00:26:57 – Trevor Schmidt
How often do you get to go out to one of these venues and watch people just like, I don’t know, as a fly on the wall, watching people use what you’ve created.
00:27:07 – Brandon Kashani
More often now than in the past, Especially now we have a partnerships function. We have great people working in the company, working on onboarding new customers. So a big portion of my focus is on our customer success function and building relationships with our current customers more than new customers. And it’s proven to be very valuable. I mean one, at least introductions, but two, it prevents churn and it helps with product growth, especially being this early in the product life cycle. Every conversation I have there, there’s 1, 2, 3 new potential things that we discuss that can take the product from here to here. So yeah, I get to travel quite a bit and I really enjoy it.
00:27:58 – Trevor Schmidt
What’s one aspect of your job that people don’t really appreciate or that you wish you had known earlier on?
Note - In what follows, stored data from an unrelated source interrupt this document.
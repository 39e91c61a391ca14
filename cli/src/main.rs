use clap::{Parser, Subcommand};

mod commands;
mod util;

#[derive(Parser)]
#[command(
    name = "oilwatch",
    version,
    about = "Oilwatch CLI: score lubricant samples and read assessment history"
)]
struct Cli {
    /// API base URL
    #[arg(long, env = "OILWATCH_API_URL", default_value = "http://localhost:3000")]
    api_url: String,

    /// Print single-line JSON instead of pretty output
    #[arg(long, global = true)]
    compact: bool,

    #[command(subcommand)]
    command: Commands,
}

#[derive(Subcommand)]
enum Commands {
    /// Check API health
    Health,
    /// Score a lab sample and record the assessment
    Assess {
        /// Sample JSON file, or "-" for stdin
        #[arg(long)]
        sample_file: String,
        /// Entity to score against; overrides entity_id in the file
        #[arg(long)]
        entity: Option<String>,
    },
    /// Recent assessments of an entity, oldest first
    History {
        /// Entity identifier (default entity when omitted)
        #[arg(long)]
        entity: Option<String>,
        /// Maximum number of assessments (server default 60, max 500)
        #[arg(long)]
        limit: Option<u32>,
    },
    /// Latest assessment of an entity
    Latest {
        /// Entity identifier (default entity when omitted)
        #[arg(long)]
        entity: Option<String>,
    },
    /// Entities with recorded history
    Entities,
}

#[tokio::main]
async fn main() {
    let _ = dotenvy::dotenv();
    let cli = Cli::parse();

    let code = match cli.command {
        Commands::Health => commands::health::run(&cli.api_url, cli.compact).await,
        Commands::Assess {
            sample_file,
            entity,
        } => {
            commands::assessment::assess(&cli.api_url, &sample_file, entity.as_deref(), cli.compact)
                .await
        }
        Commands::History { entity, limit } => {
            commands::assessment::history(&cli.api_url, entity.as_deref(), limit, cli.compact).await
        }
        Commands::Latest { entity } => {
            commands::assessment::latest(&cli.api_url, entity.as_deref(), cli.compact).await
        }
        Commands::Entities => commands::assessment::entities(&cli.api_url, cli.compact).await,
    };

    std::process::exit(code);
}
00:28:07 – Brandon Kashani
It’s a good question. I think the hard work that goes on behind the scenes, it’s not just me. I see it in my co founder, I see it in other people on the team. We had our whole team till yesterday here working in Raleigh for an event we do every year with Pullen Park. Like more of a community give back event. But it’s a lot of hard work. It’s a lot of hard work behind the scenes and a lot of times just the nature of startups, you only try to share good news. So anytime there’s a post on LinkedIn, every time we’re talking on a panel, every time we’re on a podcast, we’re just sharing all the good things we have in the company and all the customers we just signed and the satisfaction rates and our pipeline and the money we’ve raised. But underneath that, it’s just so many sleepless nights, it’s so many hard days and weekends and holidays that we all work. And I think sometimes it’s not visible. And just having a good team makes that makes it really nice. There are so many days where I wake up and I’m not motivated to work at all. I mean, we’ve had maybe a really rough week and when things go bad, usually there’s three, four, five things that happen at the same time. And yeah, I just wake up, I’M like, I don’t want to work today. But the reason we get through it all the time is I still show up to work. I still show up, I get in the car, I come out, I work all day, and then same cycle the next night. And then at night, you don’t know what to do. You’re like, oh, my God, I just don’t know what I’m going to do tomorrow. And then you wake up in the morning, you’re like, we’re going to figure it out. So it’s just this constant rollercoaster of emotions. And I think it’s okay if some days you don’t feel motivated, you don’t feel like working, as long as you still show up and you have people around you that can lift you up when you’re down. That’s really the key.
00:30:15 – Trevor Schmidt
Yeah, I think it’s super important and probably not talked about enough. It’s just, I do think it sounds like you’ve got a great team around you, but I do think I hear from others that the role of CEO so often is isolating because like you said, you’ve got to put on a good face for investors. You got to put on a good face for your team so that they’re encouraged to continue what you’re doing. And sometimes there’s not somebody else to kind of just lean on and say, hey, today was a rough day.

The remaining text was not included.